Chief of Staff General Hulusi Akar received a big round of applause when he took the stage. Along with Akar, other members of the top brass who were taken hostage by the coup plotters were present at the meeting. Akar once again said U.S.-based Islamic preacher Fethullah Gülen was responsible for the coup.

President Erdoğan arrived in Yenikapı in a helicopter alongside first lady Emine Erdoğan. Mr Erdoğan started his speech by thanking the people who stood against the tanks and planes used by the coup plotters during the failed takeover. He wished his condolences to the 240 people killed by putschists, of whom 172 were civilians, 63 were police officers and five were soldiers. He also wished speedy recovery to the 2,195 wounded.

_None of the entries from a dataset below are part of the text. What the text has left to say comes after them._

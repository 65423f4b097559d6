use crate::dtos::{PaymentPayload, PaymentResponse};
use crate::models::PaymentStatus;
use crate::startup::AppState;
use axum::{
    extract::{Path, State},
    http::StatusCode,
    response::IntoResponse,
    Json,
};
use rust_decimal::Decimal;
use serde_json::json;
use service_core::error::AppError;
use validator::Validate;

pub async fn record_payment(
    State(state): State<AppState>,
    Json(payload): Json<PaymentPayload>,
) -> Result<impl IntoResponse, AppError> {
    payload.validate()?;

    // amount_paid is monotonically non-decreasing; a non-positive payment
    // would roll it backwards.
    if payload.amount <= Decimal::ZERO {
        return Err(AppError::BadRequest(anyhow::anyhow!(
            "Payment amount must be positive"
        )));
    }

    // The target invoice is checked before the insert so a rejected payment
    // leaves no record behind.
    let invoice = state
        .store
        .fetch_invoice(&payload.invoice_id)
        .await?
        .ok_or_else(|| AppError::NotFound(anyhow::anyhow!("Invoice not found")))?;

    let payment = payload.into_payment();
    state.store.insert_payment(&payment).await?;

    let amount_paid = invoice.amount_paid + payment.amount;
    let payment_status = if amount_paid >= invoice.total_amount.unwrap_or(Decimal::ZERO) {
        PaymentStatus::Paid
    } else {
        PaymentStatus::Partial
    };

    state
        .store
        .apply_payment(&invoice.invoice_id, amount_paid, payment_status)
        .await?;

    tracing::info!(
        payment_id = %payment.payment_id,
        invoice_id = %payment.invoice_id,
        payment_status = payment_status.as_str(),
        "Payment recorded"
    );

    Ok((
        StatusCode::CREATED,
        Json(json!({
            "message": "Payment recorded successfully",
            "payment_id": payment.payment_id,
        })),
    ))
}

pub async fn list_invoice_payments(
    State(state): State<AppState>,
    Path(invoice_id): Path<String>,
) -> Result<impl IntoResponse, AppError> {
    let payments = state.store.payments_for_invoice(&invoice_id).await?;
    let responses: Vec<PaymentResponse> =
        payments.into_iter().map(PaymentResponse::from).collect();
    Ok(Json(responses))
}
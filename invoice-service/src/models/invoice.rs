use chrono::{DateTime, NaiveDate, Utc};
use rust_decimal::Decimal;
use serde::{Deserialize, Serialize};
use uuid::Uuid;

/// Invoice lifecycle status. Any status may be set directly; there is no
/// transition guard.
#[derive(Debug, Clone, Copy, PartialEq, Eq, Serialize, Deserialize)]
#[serde(rename_all = "lowercase")]
pub enum InvoiceStatus {
    Draft,
    Sent,
    Paid,
    Overdue,
    Cancelled,
}

impl InvoiceStatus {
    pub fn as_str(&self) -> &'static str {
        match self {
            InvoiceStatus::Draft => "draft",
            InvoiceStatus::Sent => "sent",
            InvoiceStatus::Paid => "paid",
            InvoiceStatus::Overdue => "overdue",
            InvoiceStatus::Cancelled => "cancelled",
        }
    }
}

/// Payment progress, derived from recorded payments against `total_amount`.
#[derive(Debug, Clone, Copy, PartialEq, Eq, Serialize, Deserialize)]
#[serde(rename_all = "lowercase")]
pub enum PaymentStatus {
    Pending,
    Partial,
    Paid,
    Failed,
}

impl PaymentStatus {
    pub fn as_str(&self) -> &'static str {
        match self {
            PaymentStatus::Pending => "pending",
            PaymentStatus::Partial => "partial",
            PaymentStatus::Paid => "paid",
            PaymentStatus::Failed => "failed",
        }
    }
}

/// One billable row on an invoice. `total` is absent until the calculator
/// has run; after calculation it equals `round2(quantity * unit_price *
/// (1 + tax_rate / 100))`.
#[derive(Debug, Clone, Serialize, Deserialize)]
pub struct LineItem {
    pub description: String,
    pub quantity: Decimal,
    pub unit_price: Decimal,
    #[serde(default)]
    pub tax_rate: Option<Decimal>,
    #[serde(default)]
    pub total: Option<Decimal>,
}

/// Invoice document. Line items are embedded; their lifetime is the
/// invoice's. `subtotal`/`tax_amount`/`total_amount` are derived from
/// `line_items` on every create and update and are never trusted from
/// input. `amount_paid` is monotonically non-decreasing and changed only by
/// payment recording. `due_date >= issue_date` is expected but not enforced.
#[derive(Debug, Clone, Serialize, Deserialize)]
pub struct Invoice {
    #[serde(rename = "_id")]
    pub invoice_id: String,
    pub invoice_number: String,
    pub customer_id: String,
    pub issue_date: NaiveDate,
    pub due_date: NaiveDate,
    pub status: InvoiceStatus,
    pub line_items: Vec<LineItem>,
    pub subtotal: Option<Decimal>,
    pub tax_amount: Option<Decimal>,
    pub total_amount: Option<Decimal>,
    pub notes: Option<String>,
    pub terms: Option<String>,
    pub payment_status: PaymentStatus,
    pub amount_paid: Decimal,
    #[serde(with = "mongodb::bson::serde_helpers::chrono_datetime_as_bson_datetime")]
    pub created_at: DateTime<Utc>,
    #[serde(with = "mongodb::bson::serde_helpers::chrono_datetime_as_bson_datetime")]
    pub updated_at: DateTime<Utc>,
}

impl Invoice {
    pub fn new(
        invoice_number: String,
        customer_id: String,
        issue_date: NaiveDate,
        due_date: NaiveDate,
        line_items: Vec<LineItem>,
    ) -> Self {
        let now = Utc::now();
        Self {
            invoice_id: Uuid::new_v4().to_string(),
            invoice_number,
            customer_id,
            issue_date,
            due_date,
            status: InvoiceStatus::Draft,
            line_items,
            subtotal: None,
            tax_amount: None,
            total_amount: None,
            notes: None,
            terms: None,
            payment_status: PaymentStatus::Pending,
            amount_paid: Decimal::ZERO,
            created_at: now,
            updated_at: now,
        }
    }

    /// Invoice numbers are assigned at creation when the request omits one.
    pub fn generate_number(at: DateTime<Utc>) -> String {
        format!("INV-{}", at.format("%Y%m%d%H%M%S"))
    }
}
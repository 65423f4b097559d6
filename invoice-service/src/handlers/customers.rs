use crate::dtos::{CustomerPayload, CustomerResponse};
use crate::startup::AppState;
use axum::{
    extract::{Path, State},
    http::StatusCode,
    response::IntoResponse,
    Json,
};
use serde_json::json;
use service_core::error::AppError;
use validator::Validate;

pub async fn create_customer(
    State(state): State<AppState>,
    Json(payload): Json<CustomerPayload>,
) -> Result<impl IntoResponse, AppError> {
    payload.validate()?;

    let customer = payload.into_customer();
    state.store.insert_customer(&customer).await?;

    tracing::info!(customer_id = %customer.customer_id, "Customer created");

    Ok((
        StatusCode::CREATED,
        Json(json!({
            "message": "Customer created successfully",
            "customer_id": customer.customer_id,
        })),
    ))
}

pub async fn list_customers(
    State(state): State<AppState>,
) -> Result<impl IntoResponse, AppError> {
    let customers = state.store.list_customers().await?;
    let responses: Vec<CustomerResponse> =
        customers.into_iter().map(CustomerResponse::from).collect();
    Ok(Json(responses))
}

pub async fn get_customer(
    State(state): State<AppState>,
    Path(customer_id): Path<String>,
) -> Result<impl IntoResponse, AppError> {
    let customer = state
        .store
        .fetch_customer(&customer_id)
        .await?
        .ok_or_else(|| AppError::NotFound(anyhow::anyhow!("Customer not found")))?;

    Ok(Json(CustomerResponse::from(customer)))
}

pub async fn update_customer(
    State(state): State<AppState>,
    Path(customer_id): Path<String>,
    Json(payload): Json<CustomerPayload>,
) -> Result<impl IntoResponse, AppError> {
    payload.validate()?;

    let existing = state
        .store
        .fetch_customer(&customer_id)
        .await?
        .ok_or_else(|| AppError::NotFound(anyhow::anyhow!("Customer not found")))?;

    let customer = payload.apply_to(&existing);
    state.store.replace_customer(&customer_id, &customer).await?;

    Ok(Json(json!({ "message": "Customer updated successfully" })))
}

/// Deletion is allowed even when invoices still reference the customer;
/// those invoices keep the dangling id and list views show
/// "Unknown Customer".
pub async fn delete_customer(
    State(state): State<AppState>,
    Path(customer_id): Path<String>,
) -> Result<impl IntoResponse, AppError> {
    let deleted = state.store.delete_customer(&customer_id).await?;
    if deleted == 0 {
        return Err(AppError::NotFound(anyhow::anyhow!("Customer not found")));
    }

    tracing::info!(customer_id = %customer_id, "Customer deleted");

    Ok(Json(json!({ "message": "Customer deleted successfully" })))
}
mod customers;
mod dashboard;
mod health;
mod invoices;
mod payments;
mod search;
mod settings;

pub use customers::*;
pub use dashboard::*;
pub use health::*;
pub use invoices::*;
pub use payments::*;
pub use search::*;
pub use settings::*;
mod common;

use common::TestApp;
use serde_json::{json, Value};

#[tokio::test]
async fn get_without_saved_settings_returns_blank_defaults() {
    let app = TestApp::spawn().await;

    let response = app.get("/api/company-settings").await;
    assert!(response.status().is_success());

    let body: Value = response.json().await.unwrap();
    assert_eq!(body["company_name"], "");
    assert_eq!(body["default_payment_terms"], "Net 30");
    assert_eq!(body["currency"], "USD");
}

#[tokio::test]
async fn settings_round_trip_wholesale() {
    let app = TestApp::spawn().await;

    let response = app
        .post(
            "/api/company-settings",
            &json!({
                "company_name": "Widgets Inc",
                "address": "1 Factory Road",
                "city": "Springfield",
                "state": "IL",
                "zip_code": "62704",
                "country": "USA",
                "phone": "+1 555 0100",
                "default_tax_rate": 8.5,
            }),
        )
        .await;
    assert!(response.status().is_success());

    let body: Value = app.get("/api/company-settings").await.json().await.unwrap();
    assert_eq!(body["company_name"], "Widgets Inc");
    assert_eq!(body["city"], "Springfield");
    assert_eq!(body["default_tax_rate"], 8.5);

    // A second save replaces the record wholesale; omitted fields reset.
    let response = app
        .post(
            "/api/company-settings",
            &json!({ "company_name": "Widgets Inc" }),
        )
        .await;
    assert!(response.status().is_success());

    let body: Value = app.get("/api/company-settings").await.json().await.unwrap();
    assert_eq!(body["city"], "");
    assert_eq!(body["phone"], Value::Null);
    assert_eq!(body["default_tax_rate"], 0.0);
}

#[tokio::test]
async fn missing_company_name_is_rejected() {
    let app = TestApp::spawn().await;

    let response = app
        .post("/api/company-settings", &json!({ "company_name": "" }))
        .await;
    assert_eq!(response.status().as_u16(), 422);
}
use crate::error::AppError;
use config::{Config as Cfg, File};
use serde::Deserialize;

#[derive(Debug, Deserialize, Clone)]
pub struct Config {
    #[serde(default = "default_port")]
    pub port: u16,
}

fn default_port() -> u16 {
    8080
}

impl Config {
    pub fn load() -> Result<Self, AppError> {
        dotenvy::dotenv().ok();

        let config = Cfg::builder()
            .add_source(File::with_name("configuration").required(false))
            .add_source(config::Environment::with_prefix("APP").separator("__"))
            .build()?;

        Ok(config.try_deserialize()?)
    }
}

During Erdoğan’s speech the crowd repeatedly shouted that they wanted the death penalty to be reintroduced. “If parliament accepts the reintroduction of death penalty, I will accept it,” he told the crowd, adding that the death penalty exists in the U.S., Japan and “many other countries.”

Foça

The Aegean region is a stronghold of opposition to the government, but . . .

“We’re here to show that these flags won’t come down, the call to prayer won’t be silenced, and our country won’t be divided,” said Hacı Mehmet Haliloğlu, a civil servant who traveled from the Black Sea province of Ordu for the rally. “This is something way beyond politics, this is either our freedom or death,” he said, a large Turkish flag over his shoulder and a matching baseball cap on his head.

Repeated announcements were made in the area regarding a ban on carrying party flags or party slogans. Millions of Turkish flags were seen in the area, as well as the flags of Azerbaijan, Afghanistan, Albania and the Free Syrian Army (FSA). Posters of Erdoğan and Mustafa Kemal Atatürk, the founder of modern Turkey, were also hung around the venue.

The “Democracy and Martyrs Rally” was held as the last in a series of meetings to protest the failed takeover, which is believed to have been masterminded by the Fethullahist Terrorist Organization (FETÖ).

Read the whole article

It has been estimated that 3.5 million people turned up for the meeting in Istanbul – and large crowds attended similar gatherings in all of Turkey’s 81 provinces.

Istanbul

“There is a new Turkey now!”

In spite of that, I could find no mention in the New York Times, The Washington Post, The Guardian, the Sydney Morning Herald or the New Zealand Herald.

BBC News chose to report: Turkey’s president backs death penalty!

Apart from the Beeb, the other sites I visited focused on the possible abdication of the Emperor of Japan; continuing violence in Libya, Afghanistan, Iran and Pakistan; and the possibility that Oscar Pistorius may have tried to top himself.

Is there disappointment out there that the attempted coup in Turkey didn’t succeed? It sure looks like it from where I’m sitting.